Who Pays Bills When Someone Dies?

by Brett Weiss, Esq.

March 27, 2008

The Internet is a wonderful place. No matter what the topic, there is an article about it that is dead wrong.

Such is the case with a recent story (in the fullest extent of the word) I read, “When Someone Dies, Who Is Responsible for Paying His Debts?” that appeared here. This story is full of so much misinformation, it’s hard to know where to start.

When someone dies (the law calls this person a “decedent”), all assets owned by them in their individual name automatically become part of their “estate.” This is true even if a probate proceeding is not filed. What does this mean?

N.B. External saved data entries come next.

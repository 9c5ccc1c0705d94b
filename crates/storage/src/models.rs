//! Storage listing models.

use std::path::{Path, PathBuf};
use time::OffsetDateTime;

/// What a listed key refers to.
#[derive(Debug, Clone, PartialEq, Eq)]
pub enum EntryKind {
    /// A stored object with content.
    Object {
        /// Object size in bytes
        size: u64,
        /// Last modified timestamp
        modified: OffsetDateTime,
    },
    /// A directory-like key that groups further entries (a filesystem
    /// directory, or an S3 common prefix).
    Container,
}

/// One entry returned by a storage listing.
#[derive(Debug, Clone, PartialEq, Eq)]
pub struct Entry {
    /// Relative key from storage root
    pub path: PathBuf,
    pub kind: EntryKind,
}
impl Entry {
    pub fn object(path: impl Into<PathBuf>, size: u64, modified: OffsetDateTime) -> Self {
        Self {
            path: path.into(),
            kind: EntryKind::Object { size, modified },
        }
    }

    pub fn container(path: impl Into<PathBuf>) -> Self {
        Self {
            path: path.into(),
            kind: EntryKind::Container,
        }
    }

    pub fn is_container(&self) -> bool {
        matches!(self.kind, EntryKind::Container)
    }

    pub fn path(&self) -> &Path {
        &self.path
    }

    /// Object size, `None` for containers.
    pub fn size(&self) -> Option<u64> {
        match self.kind {
            EntryKind::Object { size, .. } => Some(size),
            EntryKind::Container => None,
        }
    }
}
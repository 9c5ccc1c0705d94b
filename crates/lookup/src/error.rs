//! Lookup Error Types

use crate::OwnerId;
use derive_more::{Display, Error};

/// A lookup error with automatic location tracking.
pub type Error = exn::Exn<ErrorKind>;
/// Result type alias for lookup operations.
pub type Result<T> = std::result::Result<T, Error>;

/// Actionable error categories.
#[derive(Debug, Display, Error, PartialEq, Eq)]
pub enum ErrorKind {
    /// Two records claim the same signature (strict builds only).
    #[display("signature {signature} already belongs to {existing}, also claimed by {incoming} in {locator} ({source})")]
    Conflict {
        #[error(not(source))]
        signature: String,
        #[error(not(source))]
        existing: OwnerId,
        #[error(not(source))]
        incoming: OwnerId,
        /// Name of the source holding the rejected claim.
        #[error(not(source))]
        source: String,
        /// Document holding the rejected claim.
        #[error(not(source))]
        locator: String,
    },
    /// A source failed to produce its documents.
    #[display("lookup source failed: {_0}")]
    Source(#[error(not(source))] String),
    /// An extraction rule could not be parsed.
    #[display("invalid extraction rule: {_0}")]
    InvalidRule(#[error(not(source))] String),
    #[display("git executable not found")]
    GitNotFound,
    #[display("git failed: {_0}")]
    GitFailed(#[error(not(source))] String),
    /// The git object stream did not match the batch format.
    #[display("malformed git object stream: {_0}")]
    GitProtocol(#[error(not(source))] String),
    Storage,
    Io,
    #[display("source task panicked: {_0}")]
    Panicked(#[error(not(source))] String),
}

impl ErrorKind {
    /// Returns `true` if retrying might succeed.
    pub fn is_retryable(&self) -> bool {
        matches!(self, Self::Source(_) | Self::GitFailed(_) | Self::Storage | Self::Io)
    }
}
//! Small async building blocks shared by the media crates.

mod group;

pub use crate::group::{Fatal, OnFatal, Policy, Summary, TaskGroup};
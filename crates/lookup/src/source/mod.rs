//! Where record documents come from.

mod git;
mod storage;

pub use self::git::GitSource;
pub use self::storage::StorageSource;
use crate::error::Result;
use futures::Stream;
use std::pin::Pin;

pub type DocumentStream<'a> = Pin<Box<dyn Stream<Item = Result<SourceDocument>> + Send + 'a>>;

/// One serialised record.
#[derive(Debug, Clone, PartialEq, Eq)]
pub struct SourceDocument {
    /// Where the document came from (an object key, a blob id), for logs.
    pub locator: String,
    pub body: Vec<u8>,
}

/// Anything that can produce a stream of record documents.
///
/// An error item is fatal to the build; sources should yield it and stop.
pub trait Source: Send + Sync {
    /// Label for logs and errors (usually the URI it was opened from).
    fn name(&self) -> &str;

    fn documents(&self) -> DocumentStream<'_>;
}
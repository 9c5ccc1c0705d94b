//! Explicit cache of opened backends, keyed by URI.

use crate::BackendHandle;
use crate::error::Result;
use std::collections::HashMap;
use tokio::sync::Mutex;

/// Opened backends keyed by the URI they were opened from.
///
/// Owned by whoever composes the application and passed by reference; there
/// is no process-wide instance. The lock is held while a backend is being
/// opened so that concurrent callers for the same URI share one handle.
#[derive(Default)]
pub struct BackendCache {
    backends: Mutex<HashMap<String, BackendHandle>>,
}

impl BackendCache {
    pub fn new() -> Self {
        Self::default()
    }

    /// Return the cached handle for `uri`, opening and storing it first if
    /// needed.
    pub async fn get_or_open(&self, uri: &str) -> Result<BackendHandle> {
        let mut backends = self.backends.lock().await;
        if let Some(backend) = backends.get(uri) {
            return Ok(backend.clone());
        }
        let backend = crate::open(uri).await?;
        tracing::debug!(uri, "Opened storage backend");
        backends.insert(uri.to_string(), backend.clone());
        Ok(backend)
    }

    pub async fn len(&self) -> usize {
        self.backends.lock().await.len()
    }

    pub async fn is_empty(&self) -> bool {
        self.backends.lock().await.is_empty()
    }
}

#[cfg(test)]
mod tests {
    use super::*;
    use std::sync::Arc;

    #[tokio::test(flavor = "multi_thread")]
    async fn test_concurrent_callers_share_handle() {
        let temp_dir = tempfile::tempdir().unwrap();
        let uri = temp_dir.path().to_str().unwrap().to_string();
        let cache = Arc::new(BackendCache::new());

        let handles: Vec<_> = (0..8)
            .map(|_| {
                let cache = cache.clone();
                let uri = uri.clone();
                tokio::spawn(async move { cache.get_or_open(&uri).await.unwrap() })
            })
            .collect();
        let mut opened = Vec::new();
        for handle in handles {
            opened.push(handle.await.unwrap());
        }
        assert!(opened.windows(2).all(|w| Arc::ptr_eq(&w[0], &w[1])));
        assert_eq!(cache.len().await, 1);
    }

    #[tokio::test]
    async fn test_failed_open_is_not_cached() {
        let cache = BackendCache::new();
        assert!(cache.get_or_open("ftp://nowhere").await.is_err());
        assert!(cache.is_empty().await);
    }
}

It means that the estate is liable for any bills owed by the decedent at the time of their death, and that these assets should be used to pay the bills.

What if there aren’t enough assets to pay the bills? It’s simple: the bills don’t get paid (with one exception, discussed below).

What if there are medical bills? Generally, medical bills are treated no differently from credit card bills, although some states have limited exceptions.

If you open an estate, and are named as executor or personal representative of the estate, are you responsible for paying these bills? You do not assume any personal liability for the decedent’s bills simply because you are named executor of their estate.

What happens if the decedent’s bills don’t get paid? Nothing. The creditor will write off any unpaid balance and close the account. That’s it (with one exception, discussed below).

Here’s the exception: if someone is jointly liable with the decedent on a bill, such as a joint account, or a guarantee of a debt, that person remains liable even though the decedent has died. In some community property states, a spouse also may be liable.

If you’re in doubt, don’t listen to the collection agent who’s telling you you need to pay. Many, many, many times they are simply wrong. Check with a lawyer before you pay anything.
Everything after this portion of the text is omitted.